In the dark days, when the movies had not yet reached the age of consent, they called it "the idea". About eight o'clock of a summer morning in 1908, almost any budding director might be seen rolling up the highways and byways of Old Hollywood to somebody's converted car barn, lately rechristened the Titanic Studios, with a used automobile and some more or less unused actors. His producer would allow him one reel of precious film and a camera man, with some such casual remark as, "Good weather for westerns, Joe. Get yourself a real snappy

idea and have it cleaned up by five o'clock, positive!" Whereat the director, if worth his fifty dollars a week, mentally measured off an idea for a screen drama (probably about the sheriff who loved the sinless dance hall girl) exactly one thousand feet long, and presently returned not later than six o'clock with the same complete in celluloid form.

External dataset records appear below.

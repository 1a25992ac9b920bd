/// Query Operation Module
///
/// A query runs its statement on a worker and then exposes a row cursor.
/// The cursor advances one row at a time, either on a worker (`advance`) or
/// inline on the caller's thread (`fetch_inline`). Only one advance may be
/// outstanding at a time.
use crate::connection::NativeSession;
use crate::core::db::{ResultSet, Row};
use crate::core::{BgsqlError, EngineError, Result};
use std::fmt;
use std::sync::{Condvar, Mutex, MutexGuard};
use std::time::Duration;
use tracing::debug;

/// Code stored on a query that ran without a live handle (CR_CONNECTION_ERROR).
pub const NOT_CONNECTED_CODE: i32 = 2002;

/// Position of a query's row cursor.
#[derive(Debug, Clone, Copy, PartialEq, Eq)]
pub enum CursorState {
    /// No row fetched yet
    NotStarted,
    /// An advance is outstanding
    Fetching,
    /// A row is buffered
    RowReady,
    /// No more rows; terminal
    Exhausted,
}

/// Outcome of a synchronous row fetch.
#[derive(Debug, Clone, PartialEq, Eq)]
pub enum RowFetch {
    /// The query or an outstanding fetch is still running
    NotDone,
    /// Serialized record of the row fetched
    Row(String),
    /// The cursor has no more rows
    Exhausted,
}

/// Result of asking to start an asynchronous advance.
#[derive(Debug, Clone, Copy, PartialEq, Eq)]
pub(crate) enum FetchClaim {
    /// Another advance is outstanding
    Busy,
    /// The cursor is now Fetching; an advance must be scheduled
    Scheduled,
    /// Nothing left to fetch
    Exhausted,
}

struct Cursor {
    state: CursorState,
    rows: Option<Box<dyn ResultSet>>,
    columns: Vec<String>,
    current: Option<Row>,
    fetch_error: Option<EngineError>,
}

impl Cursor {
    fn apply(&mut self, fetched: std::result::Result<Option<Row>, EngineError>, rows: Option<Box<dyn ResultSet>>) {
        match fetched {
            Ok(Some(row)) => {
                self.state = CursorState::RowReady;
                self.current = Some(row);
                self.rows = rows;
            }
            Ok(None) => {
                debug!("Query cursor exhausted");
                self.state = CursorState::Exhausted;
                self.current = None;
            }
            Err(err) => {
                debug!("Row fetch failed: {}", err);
                self.state = CursorState::Exhausted;
                self.current = None;
                self.fetch_error = Some(err);
            }
        }
    }
}

/// Executes one statement and iterates its rows.
pub struct QueryOperation {
    statement: String,
    cursor: Mutex<Cursor>,
    fetched: Condvar,
}

impl fmt::Debug for QueryOperation {
    fn fmt(&self, f: &mut fmt::Formatter<'_>) -> fmt::Result {
        f.debug_struct("QueryOperation")
            .field("statement", &self.statement)
            .field("cursor", &self.cursor_state())
            .finish()
    }
}

impl QueryOperation {
    pub fn new(statement: impl Into<String>) -> Self {
        QueryOperation {
            statement: statement.into(),
            cursor: Mutex::new(Cursor {
                state: CursorState::NotStarted,
                rows: None,
                columns: Vec::new(),
                current: None,
                fetch_error: None,
            }),
            fetched: Condvar::new(),
        }
    }

    fn lock(&self) -> MutexGuard<'_, Cursor> {
        self.cursor.lock().unwrap_or_else(|poisoned| poisoned.into_inner())
    }

    pub fn statement(&self) -> &str {
        &self.statement
    }

    pub fn cursor_state(&self) -> CursorState {
        self.lock().state
    }

    /// Column names of the result set; empty until the statement ran.
    pub fn columns(&self) -> Vec<String> {
        self.lock().columns.clone()
    }

    /// Error raised by the native client while advancing the cursor, if any.
    pub fn fetch_error(&self) -> Option<EngineError> {
        self.lock().fetch_error.clone()
    }

    /// Runs the statement against the session's handle on a worker thread.
    pub(crate) fn execute(&self, session: &NativeSession) -> std::result::Result<(), EngineError> {
        let rows = {
            let mut handle = session.lock_handle();
            let handle = handle
                .as_mut()
                .ok_or_else(|| EngineError::new("Connection is not established", NOT_CONNECTED_CODE))?;
            handle.execute(&self.statement)?
        };

        let mut cursor = self.lock();
        cursor.columns = rows.columns().to_vec();
        cursor.rows = Some(rows);
        cursor.state = CursorState::NotStarted;
        Ok(())
    }

    /// Serialized buffered row; `None` before the first fetch and once exhausted.
    pub(crate) fn current_record(&self) -> Result<Option<String>> {
        let cursor = self.lock();
        match cursor.state {
            CursorState::Fetching => Err(BgsqlError::InvalidState("Row fetch in progress".to_string())),
            CursorState::RowReady => Ok(cursor.current.as_ref().map(Row::to_record)),
            CursorState::NotStarted | CursorState::Exhausted => Ok(None),
        }
    }

    pub(crate) fn current_json(&self) -> Result<Option<serde_json::Value>> {
        let cursor = self.lock();
        match cursor.state {
            CursorState::Fetching => Err(BgsqlError::InvalidState("Row fetch in progress".to_string())),
            CursorState::RowReady => Ok(cursor.current.as_ref().map(|row| row.to_json(&cursor.columns))),
            CursorState::NotStarted | CursorState::Exhausted => Ok(None),
        }
    }

    /// Marks the cursor Fetching unless an advance is already outstanding.
    pub(crate) fn claim_fetch(&self) -> FetchClaim {
        let mut cursor = self.lock();
        match cursor.state {
            CursorState::Fetching => FetchClaim::Busy,
            CursorState::Exhausted => FetchClaim::Exhausted,
            CursorState::NotStarted | CursorState::RowReady => {
                cursor.state = CursorState::Fetching;
                FetchClaim::Scheduled
            }
        }
    }

    /// Undoes a claim whose advance could not be scheduled.
    pub(crate) fn release_claim(&self) {
        let mut cursor = self.lock();
        if cursor.state == CursorState::Fetching {
            cursor.state = if cursor.current.is_some() {
                CursorState::RowReady
            } else {
                CursorState::NotStarted
            };
            self.fetched.notify_all();
        }
    }

    /// Advances a claimed cursor by one row. Runs on a worker thread.
    pub(crate) fn advance(&self) {
        let rows = self.lock().rows.take();
        let (fetched, rows) = match rows {
            Some(mut rows) => {
                let fetched = rows.next_row();
                (fetched, Some(rows))
            }
            None => (Ok(None), None),
        };

        let mut cursor = self.lock();
        cursor.apply(fetched, rows);
        self.fetched.notify_all();
    }

    /// Marks a claimed advance as failed without touching the result set.
    pub(crate) fn abort_fetch(&self, err: EngineError) {
        let mut cursor = self.lock();
        if cursor.state == CursorState::Fetching {
            cursor.rows = None;
            cursor.apply(Err(err), None);
            self.fetched.notify_all();
        }
    }

    /// Advances the cursor on the calling thread.
    pub(crate) fn fetch_inline(&self) -> RowFetch {
        match self.claim_fetch() {
            FetchClaim::Busy => return RowFetch::NotDone,
            FetchClaim::Exhausted => return RowFetch::Exhausted,
            FetchClaim::Scheduled => {}
        }
        self.advance();

        let cursor = self.lock();
        match (&cursor.state, &cursor.current) {
            (CursorState::RowReady, Some(row)) => RowFetch::Row(row.to_record()),
            _ => RowFetch::Exhausted,
        }
    }

    /// Waits until no advance is outstanding or `timeout` elapses.
    ///
    /// Returns true when the cursor is settled.
    pub(crate) fn wait_settled(&self, timeout: Option<Duration>) -> bool {
        let cursor = self.lock();
        let cursor = match timeout {
            Some(timeout) => {
                self.fetched
                    .wait_timeout_while(cursor, timeout, |c| c.state == CursorState::Fetching)
                    .unwrap_or_else(|poisoned| poisoned.into_inner())
                    .0
            }
            None => self
                .fetched
                .wait_while(cursor, |c| c.state == CursorState::Fetching)
                .unwrap_or_else(|poisoned| poisoned.into_inner()),
        };
        cursor.state != CursorState::Fetching
    }
}

#[cfg(test)]
mod tests {
    use super::*;
    use crate::core::db::BufferedRows;

    fn opened(rows: Vec<&str>) -> QueryOperation {
        let query = QueryOperation::new("SELECT name FROM users");
        {
            let mut cursor = query.lock();
            let rows = rows.into_iter().map(|r| Row::new(vec![Some(r.to_string())])).collect();
            cursor.columns = vec!["name".to_string()];
            cursor.rows = Some(Box::new(BufferedRows::new(vec!["name".to_string()], rows)));
        }
        query
    }

    #[test]
    fn test_inline_fetch_walks_rows_then_exhausts() {
        let query = opened(vec!["alice", "bob"]);
        assert_eq!(query.cursor_state(), CursorState::NotStarted);
        assert_eq!(query.current_record().unwrap(), None);

        assert_eq!(query.fetch_inline(), RowFetch::Row("alice".to_string()));
        assert_eq!(query.current_record().unwrap(), Some("alice".to_string()));
        assert_eq!(query.fetch_inline(), RowFetch::Row("bob".to_string()));
        assert_eq!(query.fetch_inline(), RowFetch::Exhausted);

        // Exhausted is terminal
        for _ in 0..3 {
            assert_eq!(query.fetch_inline(), RowFetch::Exhausted);
            assert_eq!(query.claim_fetch(), FetchClaim::Exhausted);
            assert_eq!(query.cursor_state(), CursorState::Exhausted);
            assert_eq!(query.current_record().unwrap(), None);
        }
    }

    #[test]
    fn test_second_claim_is_busy() {
        let query = opened(vec!["alice"]);
        assert_eq!(query.claim_fetch(), FetchClaim::Scheduled);
        assert_eq!(query.claim_fetch(), FetchClaim::Busy);
        assert_eq!(query.fetch_inline(), RowFetch::NotDone);
        assert!(matches!(query.current_record(), Err(BgsqlError::InvalidState(_))));
        assert!(!query.wait_settled(Some(Duration::from_millis(5))));

        query.advance();
        assert!(query.wait_settled(Some(Duration::ZERO)));
        assert_eq!(query.cursor_state(), CursorState::RowReady);
        assert_eq!(query.current_record().unwrap(), Some("alice".to_string()));
    }

    #[test]
    fn test_release_claim_restores_state() {
        let query = opened(vec!["alice", "bob"]);
        assert_eq!(query.claim_fetch(), FetchClaim::Scheduled);
        query.release_claim();
        assert_eq!(query.cursor_state(), CursorState::NotStarted);

        query.fetch_inline();
        assert_eq!(query.claim_fetch(), FetchClaim::Scheduled);
        query.release_claim();
        assert_eq!(query.cursor_state(), CursorState::RowReady);
        assert_eq!(query.current_record().unwrap(), Some("alice".to_string()));
    }

    #[test]
    fn test_abort_fetch_exhausts_with_error() {
        let query = opened(vec!["alice"]);
        query.claim_fetch();
        query.abort_fetch(EngineError::new("worker panicked", -1));
        assert_eq!(query.cursor_state(), CursorState::Exhausted);
        assert_eq!(query.fetch_error().unwrap().code, -1);
        assert_eq!(query.fetch_inline(), RowFetch::Exhausted);
    }

    #[test]
    fn test_json_row() {
        let query = opened(vec!["alice"]);
        query.fetch_inline();
        assert_eq!(
            query.current_json().unwrap(),
            Some(serde_json::json!({"name": "alice"}))
        );
        assert_eq!(query.columns(), vec!["name".to_string()]);
    }
}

Those were days when such gay pastels as "Ten Pounds of Limburger" might be filmed impromptu, under God's blue skies, and this nonsense about dramatic technique, closeups, pantomimic art, and the like had not yet contaminated a simple, primitive people.

Celluloid grew cheaper and pictures grew longer. Presently the more radical directors began to sketch out their ideas on a cuff or envelope. You can see how intricate art becomes. That was the first scenario. Very soon it became convenient to employ underlings for these literary labors.

Now nobody with any business sense is going to let a job simplify itself. On the contrary, the scenario form speedily became complicated beyond the comprehension of any except trained minds. Salaries went up and trade mysteries developed apace. "The idea" became "the story" a thing apart from the scenario.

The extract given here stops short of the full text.